The foul was so obvious that Mike Breen just calmly described it in realtime as if it'd been called, before gasping and shouting, "They didn't call it!" Giannis dropped in the follow to bring the score to within a point, but in the moment this felt like the referees had made a determination about who was going to win the game. Booker had been unstoppable all night, and he'd just sacrificed himself to keep a measly two points off the board, and the referees simply looked the other way. The teams traded buckets and leads over the next couple possessions but it was hard to escape the feeling that it would inevitably be Booker, who should've been disqualified, who tried to foul out of the basketball game, who would do some cool shit with the basketball and win the game in the end, and then Milwaukee's fans would surely tear their arena to the ground in protest. Sure enough, with about one minute left and the Suns trailing by a bucket, Booker used a dribble hand-off to get pointed downhill, dragged P.J. Tucker and Giannis into his wake, and then coolly floated a delicious alley-oop pass to Ayton, who was all alone on the left side of the lane. And then this happened:
Giannis smiled when asked about this play after the game and said, "I thought I was going to get dunked on, to be honest with you." It's worth a closer look. Booker rocketing around the hand-off puts the Bucks into a scramble; Giannis finds himself in the unpleasant position of having to contest Booker in the midrange with only Pat Connaughton behind him and only Jrue Holiday beneath him, neither of whom can do anything at all to stop Giannis's man from scoring down in the restricted area. It's an impossible spot. Maybe Draymond Green would process and execute the perfect move to somehow deter Booker and then take away the alley-oop pass, but Giannis isn't Draymond Green, because no one is. The best he can do is force Booker into his second option, the pass, on a night when Booker seemingly couldn't miss from exactly that shooting range. But really Giannis is just a stanchion there, pivoting uselessly in no-man's land while the Suns generate what in 99 percent of cases is the highest possible quality shot.
This is where it helps to be an absolutely unprecedented physical marvel. Somehow Giannis possesses all of the height, length, coordination, explosive athletic ability, and twitchy instincts to go from flat-footed at the free-throw line to swatting away a dunk from one of the league's premier lob threats in the blink of an eye. There's maybe one or two other players in all of basketball who'd stand a chance of making this exact play:
Circumstances weren't done covering for the refs.
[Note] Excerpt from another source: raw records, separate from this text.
//! Midtrans Snap client and payment-notification handling.
//!
//! Link creation uses the Snap transactions API. Notifications are signed with
//! `sha512(order_id + status_code + gross_amount + server_key)`.

use async_trait::async_trait;
use chrono::{DateTime, FixedOffset, NaiveDateTime, TimeZone, Utc};
use num_traits::ToPrimitive;
use reqwest::Client;
use serde::{Deserialize, Serialize};
use sha2::{Digest, Sha512};
use std::time::Duration;
use tracing::{debug, error, info};
use uuid::Uuid;

use super::{CreateLinkRequest, PaymentGateway, PaymentLink};
use crate::error::PaymentError;
use crate::workflow::WebhookNotification;

pub const SANDBOX_BASE_URL: &str = "https://app.sandbox.midtrans.com";
const GATEWAY_TIME_FORMAT: &str = "%Y-%m-%d %H:%M:%S";
const ITEM_NAME_MAX_CHARS: usize = 50;

#[derive(Debug, Clone)]
pub struct MidtransConfig {
    pub server_key: String,
    pub base_url: String,
    pub timeout: Duration,
    /// Offset the gateway uses for its wall-clock timestamps.
    pub utc_offset: FixedOffset,
}

#[derive(Clone)]
pub struct MidtransClient {
    client: Client,
    config: MidtransConfig,
}

#[derive(Debug, Serialize)]
struct SnapRequest {
    transaction_details: TransactionDetails,
    #[serde(skip_serializing_if = "Vec::is_empty")]
    item_details: Vec<ItemDetail>,
    expiry: SnapExpiry,
}

#[derive(Debug, Serialize)]
struct TransactionDetails {
    order_id: String,
    gross_amount: i64,
}

#[derive(Debug, Serialize)]
struct ItemDetail {
    id: String,
    price: i64,
    quantity: i32,
    name: String,
}

#[derive(Debug, Serialize)]
struct SnapExpiry {
    start_time: String,
    unit: &'static str,
    duration: i64,
}

#[derive(Debug, Deserialize)]
struct SnapResponse {
    token: Option<String>,
    redirect_url: String,
}

#[derive(Debug, Deserialize)]
struct SnapErrorResponse {
    #[serde(default)]
    error_messages: Vec<String>,
}

impl MidtransClient {
    pub fn new(config: MidtransConfig) -> Result<Self, reqwest::Error> {
        let client = Client::builder().timeout(config.timeout).build()?;
        Ok(Self { client, config })
    }

    fn build_request(&self, request: &CreateLinkRequest, now: DateTime<Utc>) -> Result<SnapRequest, PaymentError> {
        // Snap only accepts whole rupiah amounts
        let gross_amount = request
            .amount
            .round(0)
            .to_i64()
            .filter(|amount| *amount > 0)
            .ok_or_else(|| PaymentError::Validation(format!("amount {} is out of range", request.amount)))?;

        let item_details = request
            .description
            .as_deref()
            .filter(|d| !d.trim().is_empty())
            .map(|d| ItemDetail {
                id: request.order_id.to_string(),
                price: gross_amount,
                quantity: 1,
                name: d.chars().take(ITEM_NAME_MAX_CHARS).collect(),
            })
            .into_iter()
            .collect();

        let duration = (request.expired_at - now).num_minutes().max(1);

        Ok(SnapRequest {
            transaction_details: TransactionDetails {
                order_id: request.order_id.to_string(),
                gross_amount,
            },
            item_details,
            expiry: SnapExpiry {
                start_time: now
                    .with_timezone(&self.config.utc_offset)
                    .format("%Y-%m-%d %H:%M:%S %z")
                    .to_string(),
                unit: "minutes",
                duration,
            },
        })
    }
}

#[async_trait]
impl PaymentGateway for MidtransClient {
    async fn create_link(&self, request: &CreateLinkRequest) -> Result<PaymentLink, PaymentError> {
        let body = self.build_request(request, Utc::now())?;
        let url = format!("{}/snap/v1/transactions", self.config.base_url.trim_end_matches('/'));

        let response = self
            .client
            .post(&url)
            .basic_auth(&self.config.server_key, Some(""))
            .json(&body)
            .send()
            .await
            .map_err(|e| {
                error!(order_id = %request.order_id, error = %e, "Midtrans request failed");
                PaymentError::Gateway(e.to_string())
            })?;

        let status = response.status();
        let text = response
            .text()
            .await
            .map_err(|e| PaymentError::Gateway(e.to_string()))?;

        debug!(status = %status, body = %text, "Midtrans snap response");

        if !status.is_success() {
            let messages = serde_json::from_str::<SnapErrorResponse>(&text)
                .map(|e| e.error_messages.join(", "))
                .unwrap_or_default();
            let message = if messages.is_empty() { text } else { messages };
            error!(order_id = %request.order_id, status = %status, message = %message, "Midtrans rejected payment link");
            return Err(PaymentError::Gateway(format!("{}: {}", status, message)));
        }

        let snap: SnapResponse = serde_json::from_str(&text)
            .map_err(|e| PaymentError::Gateway(format!("unexpected response: {}", e)))?;

        info!(order_id = %request.order_id, "Midtrans payment link created");

        Ok(PaymentLink {
            token: snap.token,
            redirect_url: snap.redirect_url,
        })
    }
}

#[derive(Debug, Clone, Deserialize)]
pub struct VaNumber {
    pub bank: Option<String>,
    pub va_number: Option<String>,
}

/// Payment notification posted by Midtrans to the webhook endpoint.
#[derive(Debug, Clone, Deserialize)]
pub struct MidtransNotification {
    pub order_id: String,
    pub transaction_status: String,
    pub transaction_id: Option<String>,
    pub status_code: Option<String>,
    pub gross_amount: Option<String>,
    pub signature_key: Option<String>,
    pub settlement_time: Option<String>,
    #[serde(default)]
    pub va_numbers: Vec<VaNumber>,
    pub bank: Option<String>,
    pub acquirer: Option<String>,
    pub payment_type: Option<String>,
}

pub fn notification_signature(
    order_id: &str,
    status_code: &str,
    gross_amount: &str,
    server_key: &str,
) -> String {
    let mut hasher = Sha512::new();
    hasher.update(order_id.as_bytes());
    hasher.update(status_code.as_bytes());
    hasher.update(gross_amount.as_bytes());
    hasher.update(server_key.as_bytes());
    hex::encode(hasher.finalize())
}

impl MidtransNotification {
    pub fn verify_signature(&self, server_key: &str) -> Result<(), PaymentError> {
        let (Some(status_code), Some(gross_amount), Some(signature)) = (
            self.status_code.as_deref(),
            self.gross_amount.as_deref(),
            self.signature_key.as_deref(),
        ) else {
            return Err(PaymentError::InvalidSignature);
        };

        let expected = notification_signature(&self.order_id, status_code, gross_amount, server_key);
        if expected.eq_ignore_ascii_case(signature) {
            Ok(())
        } else {
            Err(PaymentError::InvalidSignature)
        }
    }

    pub fn into_webhook(self, utc_offset: FixedOffset) -> Result<WebhookNotification, PaymentError> {
        let order_id = Uuid::parse_str(&self.order_id)
            .map_err(|_| PaymentError::Validation("order_id must be a valid UUID".to_string()))?;

        let paid_at = self
            .settlement_time
            .as_deref()
            .map(str::trim)
            .filter(|s| !s.is_empty())
            .map(|s| parse_gateway_time(s, utc_offset))
            .transpose()?;

        let va = self.va_numbers.into_iter().next();
        let va_number = va.as_ref().and_then(|v| v.va_number.clone());
        let bank = va.and_then(|v| v.bank).or(self.bank);

        Ok(WebhookNotification {
            order_id,
            transaction_status: self.transaction_status,
            transaction_id: self.transaction_id,
            paid_at,
            va_number,
            bank,
            acquirer: self.acquirer,
        })
    }
}

/// Accepts RFC 3339 or the gateway's `YYYY-MM-DD HH:MM:SS` local time.
pub fn parse_gateway_time(value: &str, utc_offset: FixedOffset) -> Result<DateTime<Utc>, PaymentError> {
    if let Ok(parsed) = DateTime::parse_from_rfc3339(value) {
        return Ok(parsed.with_timezone(&Utc));
    }

    let naive = NaiveDateTime::parse_from_str(value, GATEWAY_TIME_FORMAT)
        .map_err(|_| PaymentError::Validation(format!("invalid settlement time: {}", value)))?;

    utc_offset
        .from_local_datetime(&naive)
        .single()
        .map(|t| t.with_timezone(&Utc))
        .ok_or_else(|| PaymentError::Validation(format!("invalid settlement time: {}", value)))
}

/// Turns raw notifications into workflow input, checking the signature when a
/// server key is configured.
#[derive(Debug, Clone)]
pub struct NotificationVerifier {
    server_key: Option<String>,
    utc_offset: FixedOffset,
}

impl NotificationVerifier {
    pub fn new(server_key: Option<String>, utc_offset: FixedOffset) -> Self {
        Self {
            server_key,
            utc_offset,
        }
    }

    pub fn verify(&self, notification: MidtransNotification) -> Result<WebhookNotification, PaymentError> {
        if let Some(server_key) = &self.server_key {
            notification.verify_signature(server_key)?;
        }
        notification.into_webhook(self.utc_offset)
    }
}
The Bucks failed to capitalize on the huge block despite two decent midrange looks from Khris Middleton in one possession. The Suns took the ball back with about 40 seconds left on the clock and a chance at a game-tying or go-ahead bucket. Who better to orchestrate this opportunity than veteran playmaker and celebrated Point God Chris Paul?
Not real great! For a guy with a long and painful track record of flaming out in the playoffs, it is simply not great at all to faceplant on the court and dribble the ball away with 34 seconds left in a one-possession Finals game. Milwaukee's late lead grew to six on their next possession following a Booker miss, and they cruised from there to a 109-103 victory to tie the series. It was all very lucky, in the end: A game that stood a very good chance of being remembered forever for swallowed whistles will instead be remembered for what might be the defining highlight of Antetokounmpo's career and what might even be the defining lowlight of Chris Paul's. The players rescued the series from the brink, and with any luck at all will stand a solid chance of deciding how it plays out from here.